## WORK TO COMPLETE
One part of the entries below is wanted: the lines from the one containing "use std::collections::BTreeMap;" through the one containing "impl<S: WorldStateSource, A: ActuationSink>". Write those out exactly and nothing else.
** Opening SUPPLIED INFORMATION block **
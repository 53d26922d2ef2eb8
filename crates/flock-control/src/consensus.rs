//! Heading consensus over unit quaternions.
//!
//! Each coordinated body measures its signed angular offset to every other
//! body in the snapshot, aggregates the offsets into a mean rotation about
//! the vertical axis, and blends toward the rotated heading with a SLERP
//! weight derived from the unnormalized offset sum.

use glam::{DQuat, DVec3};

/// Aggregated heading offsets for one body relative to the rest of the group.
#[derive(Copy, Clone, Debug, PartialEq)]
pub struct HeadingConsensus {
    /// Mean signed angular offset to the other bodies, radians.
    pub average_offset: f64,

    /// SLERP weight applied when blending toward the consensus heading,
    /// already clamped to `[0, 1]`.
    pub blend: f64,
}

impl HeadingConsensus {
    /// No-rotation consensus used when fewer than two bodies are known.
    pub const NEUTRAL: HeadingConsensus = HeadingConsensus { average_offset: 0.0, blend: 0.0 };
}

/// Signed angular offset between two unit quaternions.
///
/// The magnitude comes from the scalar part of the relative rotation
/// `r = q1 ⊗ q2⁻¹`: `2·acos(clamp(|r.w|, 0, 1))`, always non-negative.  The
/// sense comes from the w-component of a secondary direction quaternion,
/// `identity ⊗ r⁻¹`: a negative w negates the offset.
// TODO: for angles below π the direction w tracks the quaternion
// representative, not the geometric rotation sense; validate against
// recorded group runs before replacing this with a plain signed-angle
// extraction.
pub fn signed_angle_between(q1: DQuat, q2: DQuat) -> f64 {
    let relative = q1 * q2.inverse();
    let angle = 2.0 * relative.w.abs().clamp(0.0, 1.0).acos();

    let direction = DQuat::IDENTITY * relative.inverse();
    if direction.w < 0.0 { -angle } else { angle }
}

/// Aggregate the signed offsets of the body at `index` against every other
/// body in the snapshot.
///
/// `orientations` holds every body known to the world this tick,
/// coordinated or not, in snapshot order.  With fewer than two bodies the
/// average is undefined; [`HeadingConsensus::NEUTRAL`] is returned so the
/// caller applies no rotation instead of dividing by zero.
pub fn heading_consensus(index: usize, orientations: &[DQuat]) -> HeadingConsensus {
    let n = orientations.len();
    if n <= 1 {
        return HeadingConsensus::NEUTRAL;
    }

    let current = orientations[index];
    let total: f64 = orientations
        .iter()
        .enumerate()
        .filter(|&(j, _)| j != index)
        .map(|(_, &other)| signed_angle_between(current, other))
        .sum();

    HeadingConsensus {
        average_offset: total / (n - 1) as f64,
        // The blend reuses the unnormalized sum, so it saturates as the
        // group grows out of alignment.
        blend: (total / n as f64).clamp(0.0, 1.0),
    }
}

/// Blend `current` toward the consensus heading.
///
/// Rotates about the vertical axis by the average offset, then SLERPs from
/// the current orientation toward the rotated one with the consensus blend
/// weight.  The result is renormalized: orientations must stay unit-length
/// across ticks.
pub fn blend_heading(current: DQuat, consensus: HeadingConsensus) -> DQuat {
    let rotation = DQuat::from_axis_angle(DVec3::Z, consensus.average_offset);
    let desired = current * rotation;
    current.slerp(desired, consensus.blend).normalize()
}
//! Unit tests for snapshots and the in-memory world.

use glam::DVec3;

use flock_core::{AgentId, Pose, Twist};

use crate::{ActuationSink, BodyState, ExistenceCheck, InMemoryWorld, WorldState, WorldStateSource};

// ── Helpers ───────────────────────────────────────────────────────────────────

fn body_at(x: f64, y: f64) -> BodyState {
    BodyState::at(Pose::at(DVec3::new(x, y, 0.0)))
}

// ── WorldState ────────────────────────────────────────────────────────────────

#[cfg(test)]
mod snapshot {
    use super::*;

    #[test]
    fn iterates_in_ascending_id_order() {
        let mut world = WorldState::new();
        world.insert(AgentId::new("puck3"), body_at(3.0, 0.0));
        world.insert(AgentId::new("puck1"), body_at(1.0, 0.0));
        world.insert(AgentId::new("puck2"), body_at(2.0, 0.0));

        let ids: Vec<&str> = world.ids().map(|id| id.as_str()).collect();
        assert_eq!(ids, ["puck1", "puck2", "puck3"]);
    }

    #[test]
    fn get_and_len() {
        let mut world = WorldState::new();
        assert!(world.is_empty());
        world.insert(AgentId::new("puck1"), body_at(1.0, 2.0));
        assert_eq!(world.len(), 1);
        let state = world.get(&AgentId::new("puck1")).unwrap();
        assert_eq!(state.pose.position, DVec3::new(1.0, 2.0, 0.0));
        assert!(world.get(&AgentId::new("ghost")).is_none());
    }

    #[test]
    fn insert_replaces_existing() {
        let mut world = WorldState::new();
        world.insert(AgentId::new("puck1"), body_at(0.0, 0.0));
        world.insert(AgentId::new("puck1"), body_at(5.0, 5.0));
        assert_eq!(world.len(), 1);
        assert_eq!(
            world.get(&AgentId::new("puck1")).unwrap().pose.position,
            DVec3::new(5.0, 5.0, 0.0)
        );
    }
}

// ── InMemoryWorld ─────────────────────────────────────────────────────────────

#[cfg(test)]
mod memory {
    use super::*;

    #[test]
    fn poll_reflects_inserted_bodies() {
        let world = InMemoryWorld::new();
        world.insert_body(AgentId::new("puck1"), Pose::at(DVec3::new(1.0, 0.0, 0.25)));
        world.insert_body(AgentId::new("puck2"), Pose::at(DVec3::new(0.0, 1.0, 0.25)));

        let snapshot = world.clone().poll().unwrap();
        assert_eq!(snapshot.len(), 2);
        assert_eq!(
            snapshot.get(&AgentId::new("puck1")).unwrap().pose.position,
            DVec3::new(1.0, 0.0, 0.25)
        );
    }

    #[test]
    fn set_state_closes_the_loop() {
        let world = InMemoryWorld::new();
        let id = AgentId::new("puck1");
        world.insert_body(id.clone(), Pose::at(DVec3::ZERO));

        let commanded = Pose::at(DVec3::new(0.5, 0.5, 0.0));
        let ack = world.clone().set_state(&id, commanded, Twist::ZERO).unwrap();
        assert!(ack.success);

        // The next poll observes the commanded pose.
        let snapshot = world.clone().poll().unwrap();
        assert_eq!(snapshot.get(&id).unwrap().pose, commanded);
    }

    #[test]
    fn set_state_rejects_unknown_body() {
        let world = InMemoryWorld::new();
        let ack = world
            .clone()
            .set_state(&AgentId::new("ghost"), Pose::default(), Twist::ZERO)
            .unwrap();
        assert!(!ack.success);
        assert!(ack.message.contains("ghost"));
    }

    #[test]
    fn exists_tracks_registry() {
        let world = InMemoryWorld::new();
        world.insert_body(AgentId::new("puck1"), Pose::default());
        let mut checker = world.clone();
        assert!(checker.exists("puck1").unwrap());
        assert!(!checker.exists("ghost").unwrap());

        world.remove_body(&AgentId::new("puck1"));
        assert!(!checker.exists("puck1").unwrap());
    }

    #[test]
    fn clones_share_one_table() {
        let world = InMemoryWorld::new();
        let other_handle = world.clone();
        world.insert_body(AgentId::new("puck1"), Pose::default());
        assert!(other_handle.pose_of(&AgentId::new("puck1")).is_some());
    }
}
//! Rigid-body pose and twist value types.
//!
//! Positions and orientations use `glam`'s double-precision types.  The
//! controller acts in the horizontal plane only: z is carried through
//! untouched, and every distance fed to the force model is planar.

use glam::{DQuat, DVec3};

/// Position + orientation of one rigid body.
///
/// The orientation is expected to be a unit quaternion; every operation
/// that produces a new orientation renormalizes before storing it.
#[derive(Copy, Clone, Debug, PartialEq)]
#[cfg_attr(feature = "serde", derive(serde::Serialize, serde::Deserialize))]
pub struct Pose {
    pub position:    DVec3,
    pub orientation: DQuat,
}

impl Pose {
    #[inline]
    pub fn new(position: DVec3, orientation: DQuat) -> Self {
        Self { position, orientation }
    }

    /// Pose at `position` with no rotation.
    #[inline]
    pub fn at(position: DVec3) -> Self {
        Self { position, orientation: DQuat::IDENTITY }
    }
}

impl Default for Pose {
    fn default() -> Self {
        Self { position: DVec3::ZERO, orientation: DQuat::IDENTITY }
    }
}

/// Linear and angular velocity of one rigid body.
///
/// The controller always commands `Twist::ZERO`: commanded poses are
/// applied as rigid teleports, not velocity setpoints.
#[derive(Copy, Clone, Debug, PartialEq, Default)]
#[cfg_attr(feature = "serde", derive(serde::Serialize, serde::Deserialize))]
pub struct Twist {
    pub linear:  DVec3,
    pub angular: DVec3,
}

impl Twist {
    pub const ZERO: Twist = Twist { linear: DVec3::ZERO, angular: DVec3::ZERO };
}

/// Distance between two points projected onto the x-y plane.
#[inline]
pub fn planar_distance(p: DVec3, q: DVec3) -> f64 {
    ((p.x - q.x).powi(2) + (p.y - q.y).powi(2)).sqrt()
}
//! Fluent builder for constructing a [`ControlLoop`].

use std::collections::BTreeMap;

use glam::DVec3;

use flock_control::{ControlParameters, GoalTracker, INITIAL_RENDEZVOUS};
use flock_core::{AgentId, DriftRng, Tick};
use flock_world::{ActuationSink, ExistenceCheck, WorldStateSource};

use crate::{
    ControlLoop, ControllerContext, LoopError, LoopResult, ShutdownHandle, TickPacer,
};

/// Fluent builder for [`ControlLoop<S, A>`].
///
/// # Required inputs
///
/// - [`ControlParameters`] — gains, radii, loop rate
/// - offset table — `AgentId → DVec3` relative goal positions
/// - `S: WorldStateSource`, `A: ActuationSink`
///
/// # Optional inputs (have defaults)
///
/// | Method           | Default              |
/// |------------------|----------------------|
/// | `.rendezvous(p)` | `INITIAL_RENDEZVOUS` |
/// | `.seed(s)`       | `0`                  |
///
/// # Example
///
/// ```rust,ignore
/// let mut controller = ControlLoopBuilder::new(params, offsets, source, sink)
///     .seed(42)
///     .build(&mut existence)?;
/// controller.activation_handle().set_active(true);
/// controller.run(&mut NoopObserver)?;
/// ```
pub struct ControlLoopBuilder<S: WorldStateSource, A: ActuationSink> {
    params:     ControlParameters,
    offsets:    BTreeMap<AgentId, DVec3>,
    source:     S,
    sink:       A,
    rendezvous: Option<DVec3>,
    seed:       u64,
}

impl<S: WorldStateSource, A: ActuationSink> ControlLoopBuilder<S, A> {
    /// Create a builder with all required inputs.
    pub fn new(
        params:  ControlParameters,
        offsets: BTreeMap<AgentId, DVec3>,
        source:  S,
        sink:    A,
    ) -> Self {
        Self {
            params,
            offsets,
            source,
            sink,
            rendezvous: None,
            seed:       0,
        }
    }

    /// Override the initial rendezvous point.
    pub fn rendezvous(mut self, point: DVec3) -> Self {
        self.rendezvous = Some(point);
        self
    }

    /// Seed for the rendezvous drift RNG.  The same seed always produces
    /// the identical drift trajectory.
    pub fn seed(mut self, seed: u64) -> Self {
        self.seed = seed;
        self
    }

    /// Validate the configuration against the world registry and return a
    /// ready-to-run loop, starting Idle at tick zero.
    ///
    /// Fails fast when the offset table is empty, when the loop rate is not
    /// positive, when the existence service cannot be reached, or when a
    /// configured agent is missing from the registry — the loop must not
    /// start half-configured.
    pub fn build<E: ExistenceCheck>(self, existence: &mut E) -> LoopResult<ControlLoop<S, A>> {
        if self.offsets.is_empty() {
            return Err(LoopError::Config(
                "offset table is empty; nothing to coordinate".into(),
            ));
        }
        if !(self.params.loop_rate_hz > 0.0) {
            return Err(LoopError::Config(format!(
                "loop_rate_hz must be positive, got {}",
                self.params.loop_rate_hz
            )));
        }

        for id in self.offsets.keys() {
            if !existence.exists(id.as_str())? {
                return Err(LoopError::AgentMissing(id.clone()));
            }
        }

        let goals = GoalTracker::new(
            self.rendezvous.unwrap_or(INITIAL_RENDEZVOUS),
            self.offsets,
            DriftRng::new(self.seed),
        );

        Ok(ControlLoop {
            pacer:    TickPacer::new(self.params.loop_rate_hz),
            params:   self.params,
            ctx:      ControllerContext::new(goals),
            source:   self.source,
            sink:     self.sink,
            tick:     Tick::ZERO,
            shutdown: ShutdownHandle::default(),
        })
    }
}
** Closing SUPPLIED INFORMATION block **
## RESPONSE FOR THIS EXERCISE
use std::collections::BTreeMap;

use glam::DVec3;

use flock_control::{ControlParameters, GoalTracker, INITIAL_RENDEZVOUS};
use flock_core::{AgentId, DriftRng, Tick};
use flock_world::{ActuationSink, ExistenceCheck, WorldStateSource};

use crate::{
    ControlLoop, ControllerContext, LoopError, LoopResult, ShutdownHandle, TickPacer,
};

/// Fluent builder for [`ControlLoop<S, A>`].
///
/// # Required inputs
///
/// - [`ControlParameters`] — gains, radii, loop rate
/// - offset table — `AgentId → DVec3` relative goal positions
/// - `S: WorldStateSource`, `A: ActuationSink`
///
/// # Optional inputs (have defaults)
///
/// | Method           | Default              |
/// |------------------|----------------------|
/// | `.rendezvous(p)` | `INITIAL_RENDEZVOUS` |
/// | `.seed(s)`       | `0`                  |
///
/// # Example
///
/// ```rust,ignore
/// let mut controller = ControlLoopBuilder::new(params, offsets, source, sink)
///     .seed(42)
///     .build(&mut existence)?;
/// controller.activation_handle().set_active(true);
/// controller.run(&mut NoopObserver)?;
/// ```
pub struct ControlLoopBuilder<S: WorldStateSource, A: ActuationSink> {
    params:     ControlParameters,
    offsets:    BTreeMap<AgentId, DVec3>,
    source:     S,
    sink:       A,
    rendezvous: Option<DVec3>,
    seed:       u64,
}

impl<S: WorldStateSource, A: ActuationSink> ControlLoopBuilder<S, A> {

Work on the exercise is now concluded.